Task ->
Your task is to find every line of the data that holds the string "manager" and copy it.

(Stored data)

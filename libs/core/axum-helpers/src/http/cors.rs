use axum::http::{HeaderName, HeaderValue, Method};
use std::time::Duration;
use tower_http::cors::CorsLayer;

/// Creates a CORS layer allowing exactly one origin.
///
/// Requests from any other origin are refused by the layer (no
/// `Access-Control-Allow-Origin` header is emitted for them).
///
/// The layer allows:
/// - Methods: GET, POST, PUT, DELETE, PATCH, OPTIONS
/// - Headers: Content-Type, Authorization, Accept
/// - Credentials, with a 1 hour preflight max age
pub fn create_cors_layer(allowed_origin: HeaderValue) -> CorsLayer {
    CorsLayer::new()
        .allow_origin(allowed_origin)
        .allow_methods([
            Method::GET,
            Method::POST,
            Method::PUT,
            Method::DELETE,
            Method::PATCH,
            Method::OPTIONS,
        ])
        .allow_headers([
            axum::http::header::CONTENT_TYPE,
            axum::http::header::AUTHORIZATION,
            axum::http::header::ACCEPT,
            HeaderName::from_static("x-requested-with"),
        ])
        .allow_credentials(true)
        .max_age(Duration::from_secs(3600))
}
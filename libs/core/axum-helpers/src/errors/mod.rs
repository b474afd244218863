pub mod handlers;

pub use handlers::not_found;

use serde::Serialize;
use utoipa::ToSchema;

/// Standard error response structure for infrastructure-level errors.
///
/// Domain routes define their own error bodies; this shape covers the
/// cross-cutting cases such as the 404 fallback for unknown routes.
///
/// # JSON Example
///
/// ```json
/// {
///   "error": "NotFound",
///   "message": "The requested resource was not found",
///   "details": null
/// }
/// ```
#[derive(Serialize, ToSchema)]
pub struct ErrorResponse {
    /// Machine-readable error identifier for programmatic handling
    pub error: String,
    /// Human-readable error message
    pub message: String,
    /// Optional structured error details
    #[serde(skip_serializing_if = "Option::is_none")]
    pub details: Option<serde_json::Value>,
}
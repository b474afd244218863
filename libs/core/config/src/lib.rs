pub mod server;
pub mod tracing;

use std::env;
use thiserror::Error;

/// Configuration error type
#[derive(Error, Debug)]
pub enum ConfigError {
    #[error("Environment variable '{0}' is required but not set")]
    MissingEnvVar(String),

    #[error("Failed to parse environment variable '{key}': {details}")]
    ParseError { key: String, details: String },
}

/// Application environment (dev = local, prod = deployed)
#[derive(Clone, Debug, PartialEq, Eq)]
pub enum Environment {
    Development,
    Production,
}

impl Environment {
    pub fn from_env() -> Self {
        let app_env = env::var("APP_ENV").unwrap_or_else(|_| "development".to_string());

        if app_env.eq_ignore_ascii_case("production") {
            Environment::Production
        } else {
            Environment::Development
        }
    }

    pub fn is_production(&self) -> bool {
        matches!(self, Environment::Production)
    }

    pub fn is_development(&self) -> bool {
        matches!(self, Environment::Development)
    }
}

/// Static package metadata surfaced by the health endpoint.
///
/// Build with the [`app_info!`] macro so name/version come from the
/// calling crate's Cargo manifest, not this library's.
#[derive(Clone, Debug)]
pub struct AppInfo {
    pub name: &'static str,
    pub version: &'static str,
}

/// Capture the calling crate's name and version as an [`AppInfo`].
#[macro_export]
macro_rules! app_info {
    () => {
        $crate::AppInfo {
            name: env!("CARGO_PKG_NAME"),
            version: env!("CARGO_PKG_VERSION"),
        }
    };
}

/// Trait for configuration that can be loaded from environment variables
pub trait FromEnv: Sized {
    fn from_env() -> Result<Self, ConfigError>;
}

/// Helper to load an environment variable with a default value
pub fn env_or_default(key: &str, default: &str) -> String {
    env::var(key).unwrap_or_else(|_| default.to_string())
}

/// Helper to load a required environment variable or return an error
pub fn env_required(key: &str) -> Result<String, ConfigError> {
    env::var(key).map_err(|_| ConfigError::MissingEnvVar(key.to_string()))
}

#[cfg(test)]
mod tests {
    use super::*;

    #[test]
    fn test_environment_defaults_to_development() {
        temp_env::with_var_unset("APP_ENV", || {
            let env = Environment::from_env();
            assert_eq!(env, Environment::Development);
            assert!(env.is_development());
            assert!(!env.is_production());
        });
    }

    #[test]
    fn test_environment_production() {
        temp_env::with_var("APP_ENV", Some("production"), || {
            let env = Environment::from_env();
            assert_eq!(env, Environment::Production);
            assert!(env.is_production());
        });
    }

    #[test]
    fn test_environment_production_case_insensitive() {
        temp_env::with_var("APP_ENV", Some("PRODUCTION"), || {
            assert_eq!(Environment::from_env(), Environment::Production);
        });

        temp_env::with_var("APP_ENV", Some("Production"), || {
            assert_eq!(Environment::from_env(), Environment::Production);
        });
    }

    #[test]
    fn test_environment_unknown_defaults_to_development() {
        temp_env::with_var("APP_ENV", Some("staging"), || {
            assert_eq!(Environment::from_env(), Environment::Development);
        });
    }

    #[test]
    fn test_env_or_default_with_value() {
        temp_env::with_var("TEST_VAR", Some("test_value"), || {
            assert_eq!(env_or_default("TEST_VAR", "default"), "test_value");
        });
    }

    #[test]
    fn test_env_or_default_without_value() {
        temp_env::with_var_unset("MISSING_VAR", || {
            assert_eq!(env_or_default("MISSING_VAR", "default_value"), "default_value");
        });
    }

    #[test]
    fn test_env_required_success() {
        temp_env::with_var("REQUIRED_VAR", Some("required_value"), || {
            let result = env_required("REQUIRED_VAR");
            assert!(result.is_ok());
            assert_eq!(result.unwrap(), "required_value");
        });
    }

    #[test]
    fn test_env_required_missing() {
        temp_env::with_var_unset("MISSING_REQUIRED", || {
            let result = env_required("MISSING_REQUIRED");
            assert!(result.is_err());
            let err = result.unwrap_err();
            assert!(err.to_string().contains("MISSING_REQUIRED"));
            assert!(err.to_string().contains("required"));
        });
    }

    #[test]
    fn test_app_info_macro() {
        let info = app_info!();
        assert_eq!(info.name, "core_config");
        assert!(!info.version.is_empty());
    }
}
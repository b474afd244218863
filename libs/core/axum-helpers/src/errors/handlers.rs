use axum::{
    Json,
    http::StatusCode,
    response::{IntoResponse, Response},
};

use super::ErrorResponse;

/// Handler for 404 Not Found errors.
///
/// Use as the router's fallback for unknown routes.
pub async fn not_found() -> Response {
    let body = Json(ErrorResponse {
        error: "NotFound".to_string(),
        message: "The requested resource was not found".to_string(),
        details: None,
    });

    (StatusCode::NOT_FOUND, body).into_response()
}
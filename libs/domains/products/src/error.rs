use axum::Json;
use axum::http::StatusCode;
use axum::response::{IntoResponse, Response};
use serde_json::json;
use thiserror::Error;

use crate::validation::FieldError;

/// Existing clients match this exact string, typo included.
pub const NOT_FOUND_MESSAGE: &str = "Producto no encontrdo.";

pub const INTERNAL_ERROR_MESSAGE: &str = "Error al procesar la solicitud";

#[derive(Debug, Error)]
pub enum ProductError {
    #[error("validation failed with {} error(s)", .0.len())]
    Validation(Vec<FieldError>),

    #[error("Product not found: {0}")]
    NotFound(i64),

    #[error("Internal error: {0}")]
    Internal(String),
}

pub type ProductResult<T> = Result<T, ProductError>;

impl IntoResponse for ProductError {
    fn into_response(self) -> Response {
        match self {
            ProductError::Validation(errors) => {
                (StatusCode::BAD_REQUEST, Json(json!({ "errors": errors }))).into_response()
            }
            ProductError::NotFound(id) => {
                tracing::debug!(product_id = id, "Product not found");
                (
                    StatusCode::NOT_FOUND,
                    Json(json!({ "error": NOT_FOUND_MESSAGE })),
                )
                    .into_response()
            }
            ProductError::Internal(details) => {
                tracing::error!("Request failed: {}", details);
                (
                    StatusCode::INTERNAL_SERVER_ERROR,
                    Json(json!({ "error": INTERNAL_ERROR_MESSAGE })),
                )
                    .into_response()
            }
        }
    }
}

impl From<sea_orm::DbErr> for ProductError {
    fn from(err: sea_orm::DbErr) -> Self {
        ProductError::Internal(err.to_string())
    }
}
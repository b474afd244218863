//! Server infrastructure module.
//!
//! - Application setup with OpenAPI documentation
//! - Health and readiness endpoints
//! - Graceful shutdown coordination
//! - Database connection cleanup
//!
//! # Example
//!
//! ```ignore
//! use axum_helpers::server::{create_app, create_router, health_router};
//! use core_config::{app_info, server::ServerConfig};
//!
//! let router = create_router::<ApiDoc>(api_routes).await?;
//! let app = router.merge(health_router(app_info!()));
//! create_app(app, &ServerConfig::default()).await?;
//! ```

pub mod app;
pub mod cleanup;
pub mod health;
pub mod shutdown;

pub use app::{create_app, create_production_app, create_router};
pub use cleanup::close_postgres;
pub use health::{HealthCheckFuture, HealthResponse, health_router, run_health_checks};
pub use shutdown::{ShutdownCoordinator, shutdown_signal};
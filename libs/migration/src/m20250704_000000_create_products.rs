use sea_orm_migration::{prelude::*, schema::*};

#[derive(DeriveMigrationName)]
pub struct Migration;

#[async_trait::async_trait]
impl MigrationTrait for Migration {
    async fn up(&self, manager: &SchemaManager) -> Result<(), DbErr> {
        manager
            .create_table(
                Table::create()
                    .table(Products::Table)
                    .if_not_exists()
                    .col(
                        ColumnDef::new(Products::Id)
                            .big_integer()
                            .not_null()
                            .auto_increment()
                            .primary_key(),
                    )
                    .col(string(Products::Name))
                    .col(double(Products::Price))
                    .col(boolean(Products::Availability).default(true))
                    .to_owned(),
            )
            .await?;

        Ok(())
    }

    async fn down(&self, manager: &SchemaManager) -> Result<(), DbErr> {
        manager
            .drop_table(Table::drop().table(Products::Table).to_owned())
            .await?;

        Ok(())
    }
}

#[derive(DeriveIden)]
enum Products {
    Table,
    Id,
    Name,
    Price,
    Availability,
}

Completed exercise ->
    async fn up(&self, manager: &SchemaManager) -> Result<(), DbErr> {
        manager
    async fn down(&self, manager: &SchemaManager) -> Result<(), DbErr> {
        manager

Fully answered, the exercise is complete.